AVAILABLE DATA Start Marker

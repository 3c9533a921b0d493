use cgmath::{BaseNum, EuclideanSpace, InnerSpace, MetricSpace, Point2, Vector2};

use crate::{Float, Point2f, Point2i, Point3f, Vec3f};

#[derive(Clone, Copy, Debug, PartialEq)]
pub struct Bounds2<S: BaseNum> {
    pub min: Point2<S>,
    pub max: Point2<S>,
}

pub type Bounds2i = Bounds2<i32>;
pub type Bounds2f = Bounds2<Float>;

fn partial_min<S: PartialOrd>(a: S, b: S) -> S {
    if b < a { b } else { a }
}

fn partial_max<S: PartialOrd>(a: S, b: S) -> S {
    if b > a { b } else { a }
}

impl<S: BaseNum> Bounds2<S> {
    pub fn with_bounds(min: Point2<S>, max: Point2<S>) -> Self {
        Self { min, max }
    }

    pub fn new(p1: Point2<S>, p2: Point2<S>) -> Self {
        Self {
            min: Point2::new(partial_min(p1.x, p2.x), partial_min(p1.y, p2.y)),
            max: Point2::new(partial_max(p1.x, p2.x), partial_max(p1.y, p2.y)),
        }
    }

    pub fn diagonal(&self) -> Vector2<S> {
        self.max - self.min
    }

    pub fn area(&self) -> S {
        let d = self.diagonal();
        d.x * d.y
    }

    pub fn is_empty(&self) -> bool {
        self.min.x >= self.max.x || self.min.y >= self.max.y
    }

    pub fn intersect(&self, other: &Self) -> Self {
        Self {
            min: Point2::new(partial_max(self.min.x, other.min.x), partial_max(self.min.y, other.min.y)),
            max: Point2::new(partial_min(self.max.x, other.max.x), partial_min(self.max.y, other.max.y)),
        }
    }

    /// Inside test that excludes the upper edges, matching integer pixel ranges.
    pub fn inside_exclusive(&self, p: Point2<S>) -> bool {
        p.x >= self.min.x && p.x < self.max.x && p.y >= self.min.y && p.y < self.max.y
    }
}

impl Bounds2i {
    /// Iterates the integer points in the bounds, row by row.
    pub fn iter_points(&self) -> impl Iterator<Item = Point2i> {
        let Bounds2i { min, max } = *self;
        (min.y..max.y).flat_map(move |y| (min.x..max.x).map(move |x| Point2i::new(x, y)))
    }

    /// Splits the bounds into `tile_size` squares, clipped at the edges, in row-major order.
    pub fn tiles(&self, tile_size: i32) -> impl Iterator<Item = Bounds2i> {
        let tile_size = tile_size.max(1);
        let bounds = *self;
        let d = bounds.diagonal();
        let n_x = (d.x.max(0) + tile_size - 1) / tile_size;
        let n_y = (d.y.max(0) + tile_size - 1) / tile_size;
        (0..n_y).flat_map(move |ty| {
            (0..n_x).map(move |tx| {
                let min = Point2i::new(bounds.min.x + tx * tile_size, bounds.min.y + ty * tile_size);
                let max = Point2i::new(
                    (min.x + tile_size).min(bounds.max.x),
                    (min.y + tile_size).min(bounds.max.y),
                );
                Bounds2i::with_bounds(min, max)
            })
        })
    }

    pub fn pixel_count(&self) -> usize {
        if self.is_empty() { 0 } else { self.area() as usize }
    }

    /// Row-major offset of `p` in the bounds, `None` outside of them.
    pub fn offset_of(&self, p: Point2i) -> Option<usize> {
        if !self.inside_exclusive(p) {
            return None;
        }
        let width = self.max.x - self.min.x;
        Some(((p.y - self.min.y) * width + (p.x - self.min.x)) as usize)
    }
}

impl From<Bounds2i> for Bounds2f {
    fn from(b: Bounds2i) -> Self {
        Bounds2f::with_bounds(
            Point2f::new(b.min.x as Float, b.min.y as Float),
            Point2f::new(b.max.x as Float, b.max.y as Float),
        )
    }
}

#[derive(Clone, Copy, Debug, PartialEq)]
pub struct Bounds3f {
    pub min: Point3f,
    pub max: Point3f,
}

impl Bounds3f {
    pub fn empty() -> Self {
        Self {
            min: Point3f::new(Float::INFINITY, Float::INFINITY, Float::INFINITY),
            max: Point3f::new(Float::NEG_INFINITY, Float::NEG_INFINITY, Float::NEG_INFINITY),
        }
    }

    pub fn new(p1: Point3f, p2: Point3f) -> Self {
        Self {
            min: Point3f::new(p1.x.min(p2.x), p1.y.min(p2.y), p1.z.min(p2.z)),
            max: Point3f::new(p1.x.max(p2.x), p1.y.max(p2.y), p1.z.max(p2.z)),
        }
    }

    pub fn from_point(p: Point3f) -> Self {
        Self { min: p, max: p }
    }

    pub fn is_empty(&self) -> bool {
        self.min.x > self.max.x || self.min.y > self.max.y || self.min.z > self.max.z
    }

    pub fn union(&self, other: &Bounds3f) -> Self {
        Self {
            min: Point3f::new(self.min.x.min(other.min.x), self.min.y.min(other.min.y), self.min.z.min(other.min.z)),
            max: Point3f::new(self.max.x.max(other.max.x), self.max.y.max(other.max.y), self.max.z.max(other.max.z)),
        }
    }

    pub fn union_point(&self, p: Point3f) -> Self {
        self.union(&Self::from_point(p))
    }

    pub fn diagonal(&self) -> Vec3f {
        self.max - self.min
    }

    pub fn centroid(&self) -> Point3f {
        self.min.midpoint(self.max)
    }

    pub fn inside(&self, p: Point3f) -> bool {
        p.x >= self.min.x && p.x <= self.max.x
            && p.y >= self.min.y && p.y <= self.max.y
            && p.z >= self.min.z && p.z <= self.max.z
    }

    pub fn corners(&self) -> [Point3f; 8] {
        let (a, b) = (self.min, self.max);
        [
            Point3f::new(a.x, a.y, a.z),
            Point3f::new(b.x, a.y, a.z),
            Point3f::new(a.x, b.y, a.z),
            Point3f::new(b.x, b.y, a.z),
            Point3f::new(a.x, a.y, b.z),
            Point3f::new(b.x, a.y, b.z),
            Point3f::new(a.x, b.y, b.z),
            Point3f::new(b.x, b.y, b.z),
        ]
    }

    /// Center and radius of a sphere enclosing the bounds. Empty bounds give a zero radius.
    pub fn bounding_sphere(&self) -> (Point3f, Float) {
        if self.is_empty() {
            return (Point3f::origin(), 0.0);
        }
        let center = self.centroid();
        let radius = if self.inside(center) { center.distance(self.max) } else { 0.0 };
        (center, radius)
    }

    pub fn surface_area(&self) -> Float {
        let d = self.diagonal();
        2.0 * (d.x * d.y + d.x * d.z + d.y * d.z)
    }

    pub fn radius(&self) -> Float {
        self.diagonal().magnitude() / 2.0
    }
}

#[cfg(test)]
mod tests {
    use super::*;

    #[test]
    fn tiles_cover_bounds_exactly_once() {
        let b = Bounds2i::with_bounds(Point2i::new(0, 0), Point2i::new(37, 21));
        let mut hits = vec![0u32; 37 * 21];
        for tile in b.tiles(16) {
            for p in tile.iter_points() {
                hits[b.offset_of(p).unwrap()] += 1;
            }
        }
        assert!(hits.iter().all(|&h| h == 1));
        assert_eq!(b.tiles(16).count(), 3 * 2);
    }

    #[test]
    fn iter_points_is_row_major() {
        let b = Bounds2i::with_bounds(Point2i::new(1, 2), Point2i::new(3, 4));
        let pts: Vec<_> = b.iter_points().map(|p| (p.x, p.y)).collect();
        assert_eq!(pts, vec![(1, 2), (2, 2), (1, 3), (2, 3)]);
    }

    #[test]
    fn offset_outside_is_none() {
        let b = Bounds2i::with_bounds(Point2i::new(0, 0), Point2i::new(4, 4));
        assert_eq!(b.offset_of(Point2i::new(4, 0)), None);
        assert_eq!(b.offset_of(Point2i::new(3, 3)), Some(15));
    }

    #[test]
    fn bounding_sphere_contains_corners() {
        let b = Bounds3f::new(point3f!(-1, 0, 2), point3f!(3, 1, 5));
        let (c, r) = b.bounding_sphere();
        for p in b.corners().iter() {
            assert!(c.distance(*p) <= r * 1.0001);
        }
        assert_eq!(Bounds3f::empty().bounding_sphere().1, 0.0);
    }
}
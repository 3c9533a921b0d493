use anyhow::Context;
use cgmath::{EuclideanSpace, InnerSpace};

use crate::{Differential, Float, Point2f, Point3f, Ray, RayDifferential, Transform, Vec3f};
use crate::camera::{CameraBase, CameraKind, CameraRay, CameraRayDifferential, CameraSample, ProjectionBase};
use crate::film::{Film, FilmKind};
use crate::spectrum::{SampledSpectrum, SampledWavelengths};

/// Pinhole or thin-lens camera with a perspective projection.
#[derive(Debug)]
pub struct PerspectiveCamera<'a> {
    base: CameraBase<'a>,
    proj: ProjectionBase,
    // camera-space offsets of one pixel step on the near plane
    dx_camera: Vec3f,
    dy_camera: Vec3f,
}

impl<'a> PerspectiveCamera<'a> {
    /// `fov` is the full angle in degrees spanned by the shorter image axis.
    pub fn new(base: CameraBase<'a>, fov: Float, lens_radius: Float, focal_distance: Float) -> anyhow::Result<Self> {
        let res = base.film().full_resolution();
        let screen_from_camera = Transform::perspective(fov, 1e-2, 1000.0)
            .with_context(|| format!("invalid field of view {}", fov))?;
        let proj = ProjectionBase::new(
            screen_from_camera,
            res,
            ProjectionBase::default_screen_window(res),
            lens_radius,
            focal_distance,
        );
        let origin = proj.camera_point(Point2f::new(0.0, 0.0));
        let dx_camera = proj.camera_point(Point2f::new(1.0, 0.0)) - origin;
        let dy_camera = proj.camera_point(Point2f::new(0.0, 1.0)) - origin;
        Ok(Self { base, proj, dx_camera, dy_camera })
    }

    fn camera_space_ray(&self, sample: &CameraSample) -> Ray {
        let p_camera = self.proj.camera_point(sample.p_film);
        Ray {
            origin: Point3f::origin(),
            dir: p_camera.to_vec().normalize(),
            time: self.base.sample_time(sample.time),
        }
    }
}

impl<'a> CameraKind<'a> for PerspectiveCamera<'a> {
    fn generate_ray(&self, sample: CameraSample, _lambda: &SampledWavelengths) -> Option<CameraRay> {
        let mut ray = self.camera_space_ray(&sample);
        self.proj.apply_lens(&mut ray, sample.p_lens);
        Some(CameraRay { ray: self.base.render_from_camera(ray), weight: SampledSpectrum::one() })
    }

    fn generate_ray_differential(
        &self,
        sample: CameraSample,
        lambda: &SampledWavelengths,
    ) -> Option<CameraRayDifferential> {
        if self.proj.lens_radius > 0.0 {
            return CameraBase::generate_ray_differential(self, sample, lambda);
        }

        let ray = self.camera_space_ray(&sample);
        let p_camera = self.proj.camera_point(sample.p_film).to_vec();
        let diff = Differential {
            rx_origin: ray.origin,
            rx_dir: (p_camera + self.dx_camera).normalize(),
            ry_origin: ray.origin,
            ry_dir: (p_camera + self.dy_camera).normalize(),
        };
        let ray = self.base.camera_transform().transform(RayDifferential::new(ray, Some(diff)));
        Some(CameraRayDifferential { ray, weight: SampledSpectrum::one() })
    }

    fn film(&self) -> Film<'a> {
        self.base.film()
    }

    fn sample_time(&self, u: Float) -> Float {
        self.base.sample_time(u)
    }

    fn camera_transform(&self) -> &Transform {
        self.base.camera_transform()
    }
}

#[cfg(test)]
mod tests {
    use super::*;
    use crate::film::{FilmBase, RgbFilm};
    use crate::filter::Filter;
    use approx::assert_relative_eq;

    fn sample(x: Float, y: Float, lens: Point2f) -> CameraSample {
        CameraSample { p_film: Point2f::new(x, y), p_lens: lens, time: 0.0, filter_weight: 1.0 }
    }

    #[test]
    fn field_of_view_spans_the_short_axis() -> anyhow::Result<()> {
        let film = RgbFilm::new(FilmBase::with_resolution(32, 32, Filter::default()), Float::INFINITY);
        let camera = PerspectiveCamera::new(CameraBase::new(Transform::IDENTITY, (0.0, 1.0), Film::from(&film)), 90.0, 0.0, 1.0)?;
        let lambda = SampledWavelengths::sample_visible(0.5);

        let centre = camera.generate_ray(sample(16.0, 16.0, point2f!(0.5, 0.5)), &lambda).unwrap().ray;
        assert_relative_eq!(centre.dir, vec3f!(0, 0, 1), epsilon = 1e-5);

        // 45 degrees off axis at the left edge, raster y points down
        let left = camera.generate_ray(sample(0.0, 16.0, point2f!(0.5, 0.5)), &lambda).unwrap().ray;
        assert_relative_eq!(left.dir.x / left.dir.z, -1.0, epsilon = 1e-4);
        let top = camera.generate_ray(sample(16.0, 0.0, point2f!(0.5, 0.5)), &lambda).unwrap().ray;
        assert_relative_eq!(top.dir.y / top.dir.z, 1.0, epsilon = 1e-4);
        Ok(())
    }

    #[test]
    fn thin_lens_rays_meet_on_the_focal_plane() -> anyhow::Result<()> {
        let film = RgbFilm::new(FilmBase::with_resolution(16, 16, Filter::default()), Float::INFINITY);
        let camera = PerspectiveCamera::new(CameraBase::new(Transform::IDENTITY, (0.0, 1.0), Film::from(&film)), 60.0, 0.2, 3.0)?;
        let lambda = SampledWavelengths::sample_visible(0.5);

        let focus = |lens: Point2f| {
            let ray = camera.generate_ray(sample(4.0, 11.0, lens), &lambda).unwrap().ray;
            ray.at((3.0 - ray.origin.z) / ray.dir.z)
        };
        let a = focus(point2f!(0.1, 0.9));
        let b = focus(point2f!(0.8, 0.3));
        assert_relative_eq!(a, b, epsilon = 1e-4);
        assert!(camera.generate_ray_differential(sample(4.0, 11.0, point2f!(0.1, 0.9)), &lambda).unwrap().ray.diff.is_some());
        Ok(())
    }

    #[test]
    fn degenerate_field_of_view_is_an_error() {
        let film = RgbFilm::new(FilmBase::with_resolution(4, 4, Filter::default()), Float::INFINITY);
        let base = CameraBase::new(Transform::IDENTITY, (0.0, 1.0), Film::from(&film));
        assert!(PerspectiveCamera::new(base, 0.0, 0.0, 1.0).is_err());
    }
}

AVAILABLE DATA End Marker

* EXERCISE PROMPT *
In the listing above, find the line with "let ray = self.camera_space_ray(&sample);" and the line with "assert_relative_eq!(left.dir.x / left.dir.z, -1.0, epsilon", then reproduce both and every line between them exactly.

* EXERCISE ANSWER *
        let ray = self.camera_space_ray(&sample);
        let p_camera = self.proj.camera_point(sample.p_film).to_vec();
        let diff = Differential {
            rx_origin: ray.origin,
            rx_dir: (p_camera + self.dx_camera).normalize(),
            ry_origin: ray.origin,
            ry_dir: (p_camera + self.dy_camera).normalize(),
        };
        let ray = self.base.camera_transform().transform(RayDifferential::new(ray, Some(diff)));
        Some(CameraRayDifferential { ray, weight: SampledSpectrum::one() })
    }

    fn film(&self) -> Film<'a> {
        self.base.film()
    }

    fn sample_time(&self, u: Float) -> Float {
        self.base.sample_time(u)
    }

    fn camera_transform(&self) -> &Transform {
        self.base.camera_transform()
    }
}

#[cfg(test)]
mod tests {
    use super::*;
    use crate::film::{FilmBase, RgbFilm};
    use crate::filter::Filter;
    use approx::assert_relative_eq;

    fn sample(x: Float, y: Float, lens: Point2f) -> CameraSample {
        CameraSample { p_film: Point2f::new(x, y), p_lens: lens, time: 0.0, filter_weight: 1.0 }
    }

    #[test]
    fn field_of_view_spans_the_short_axis() -> anyhow::Result<()> {
        let film = RgbFilm::new(FilmBase::with_resolution(32, 32, Filter::default()), Float::INFINITY);
        let camera = PerspectiveCamera::new(CameraBase::new(Transform::IDENTITY, (0.0, 1.0), Film::from(&film)), 90.0, 0.0, 1.0)?;
        let lambda = SampledWavelengths::sample_visible(0.5);

        let centre = camera.generate_ray(sample(16.0, 16.0, point2f!(0.5, 0.5)), &lambda).unwrap().ray;
        assert_relative_eq!(centre.dir, vec3f!(0, 0, 1), epsilon = 1e-5);

        // 45 degrees off axis at the left edge, raster y points down
        let left = camera.generate_ray(sample(0.0, 16.0, point2f!(0.5, 0.5)), &lambda).unwrap().ray;
        assert_relative_eq!(left.dir.x / left.dir.z, -1.0, epsilon = 1e-4);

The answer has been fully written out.